How to Do a Self-Check for Skin Cancer

To check your skin, use a full-length mirror to examine your entire body, front and back. Then, raise your arms and look at your right and left sides, Hendi said.

Learning how to do a skin self-exam could save your life.

“Skin cancer is one of the few cancers you can see with the naked eye,” said Dr. Ali Hendi, an assistant clinical professor of dermatology at Georgetown University Medical Center in Washington, D.C.

“Yet sadly, many people don’t know how to be their own hero when it comes to skin cancer, including what to look for on their skin or when to see a board-certified dermatologist,” he added in an American Academy of Dermatology news release.

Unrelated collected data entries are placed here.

//! CLI configuration management.
//!
//! Supports loading configuration from environment variables and a config
//! file with proper precedence: env vars over file over defaults.

use std::path::PathBuf;

use anyhow::{Context, Result};
use directories::ProjectDirs;
use serde::{Deserialize, Serialize};

/// Application-wide configuration.
#[derive(Debug, Clone, Serialize, Deserialize)]
#[serde(default)]
pub struct Config {
    /// Base URL of the Mockflow API server the UI talks to.
    pub base_url: String,

    /// Flow whose mock configuration is being edited.
    ///
    /// The original UI hardcoded inconsistent query values; here the flow
    /// name is real application state threaded through every request.
    pub flow_name: String,

    /// Port the `serve` command listens on.
    pub port: u16,
}

impl Default for Config {
    fn default() -> Self {
        Self {
            base_url: "http://localhost:4000".to_string(),
            flow_name: "checkout".to_string(),
            port: 4000,
        }
    }
}

impl Config {
    /// Load configuration from environment variables and the config file.
    pub fn load() -> Result<Self> {
        // Load .env file if present (silently ignore if missing)
        let _ = dotenvy::dotenv();

        // Start from the file (or defaults), then let env vars override.
        let mut config = Self::load_file()?.unwrap_or_default();

        if let Ok(base_url) = std::env::var("MOCKFLOW_BASE_URL") {
            config.base_url = base_url;
        }
        if let Ok(flow) = std::env::var("MOCKFLOW_FLOW") {
            config.flow_name = flow;
        }
        if let Ok(port) = std::env::var("MOCKFLOW_PORT") {
            config.port = port
                .parse()
                .with_context(|| format!("invalid MOCKFLOW_PORT value: {port}"))?;
        }

        Ok(config)
    }

    fn load_file() -> Result<Option<Self>> {
        let Some(config_path) = Self::config_file_path() else {
            return Ok(None);
        };
        if !config_path.exists() {
            return Ok(None);
        }

        let contents = std::fs::read_to_string(&config_path)
            .with_context(|| format!("Failed to read config from {}", config_path.display()))?;
        let config =
            serde_json::from_str(&contents).with_context(|| "Failed to parse config file")?;
        Ok(Some(config))
    }

    /// Save current configuration to the config file.
    pub fn save(&self) -> Result<()> {
        if let Some(config_path) = Self::config_file_path() {
            if let Some(parent) = config_path.parent() {
                std::fs::create_dir_all(parent).with_context(|| {
                    format!("Failed to create config directory: {}", parent.display())
                })?;
            }
            let contents = serde_json::to_string_pretty(self)?;
            std::fs::write(&config_path, contents)
                .with_context(|| format!("Failed to write config to {}", config_path.display()))?;
        }
        Ok(())
    }

    /// Get the path to the config file.
    pub fn config_file_path() -> Option<PathBuf> {
        ProjectDirs::from("dev", "mockflow", "mockflow")
            .map(|dirs| dirs.config_dir().join("config.json"))
    }
}
//! Sample flow data for demonstration and tests.

use std::collections::HashMap;
use std::sync::Arc;

use mockflow_core::FlowGraphNode;

use crate::types::ApiState;

/// The flow the sample data describes.
pub const SAMPLE_FLOW: &str = "checkout";

/// Create the sample dependency tree for the checkout flow.
pub fn sample_graph() -> Vec<FlowGraphNode> {
    vec![FlowGraphNode::with_children(
        "checkout",
        vec![
            FlowGraphNode::with_children(
                "validate_cart",
                vec![FlowGraphNode::leaf("inventory_service")],
            ),
            FlowGraphNode::with_children(
                "charge_payment",
                vec![
                    FlowGraphNode::leaf("payment_gateway"),
                    FlowGraphNode::leaf("fraud_check"),
                ],
            ),
            FlowGraphNode::with_children(
                "send_receipt",
                vec![FlowGraphNode::leaf("email_service")],
            ),
        ],
    )]
}

/// Dependencies of the sample flow that can be toggled for mocking.
pub fn sample_dependencies() -> Vec<String> {
    vec![
        "inventory_service".to_string(),
        "payment_gateway".to_string(),
        "fraud_check".to_string(),
        "email_service".to_string(),
    ]
}

/// Create an API state pre-populated with the sample flow.
pub fn create_sample_state() -> Arc<ApiState> {
    let mut dependencies = HashMap::new();
    dependencies.insert(SAMPLE_FLOW.to_string(), sample_dependencies());
    crate::create_api_state(sample_graph(), dependencies)
}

Skin cancer is the most common cancer in the United States. One in five Americans develops skin cancer, and one person dies every hour from melanoma, the deadliest form of the disease.

To check your skin, use a full-length mirror to examine your entire body, front and back. Then, raise your arms and look at your right and left sides, Hendi said.

Bend your elbows and carefully check your forearms, underarms and palms. Look at the backs of your legs and feet, between your toes, and the soles of your feet. With nail polish removed, check your fingernails and toenails, as well.

Use a hand mirror to check the back of your neck and scalp, and part your hair for a closer look. Finally, check your back and buttocks with a hand mirror. Ask a partner to help check your back and other hard-to-see areas.

“While performing a skin self-exam, keep in mind that skin cancer can develop anywhere on the skin, not just in areas that are exposed to the sun,” Hendi said.

“If you notice any new spots on your skin, scalp or nails, spots that look different from other spots on your body, or spots that are changing, itching or bleeding, make an appointment to see a board-certified dermatologist,” he advised.

Hendi also explained the ABCDEs of checking for melanoma.

  • A is for Asymmetry: One half of a spot is unlike the other half.
  • B is for Border: The spot has an irregular, scalloped or poorly defined edge.
  • C is for Color: Colors vary from one area of the spot to another, from shades of tan, brown or black, for instance, or areas of white, red or blue.
  • D is for Diameter: When diagnosed, melanomas are usually larger than 6 millimeters (about the size of a pencil eraser), but can be smaller.
  • E is for Evolving: The spot looks different or is changing in size, shape or color.

“When detected early, skin cancer, including melanoma, is highly treatable, making it imperative to check your skin regularly,” Hendi said. “It only takes a few minutes to check your skin, and it could save your life.”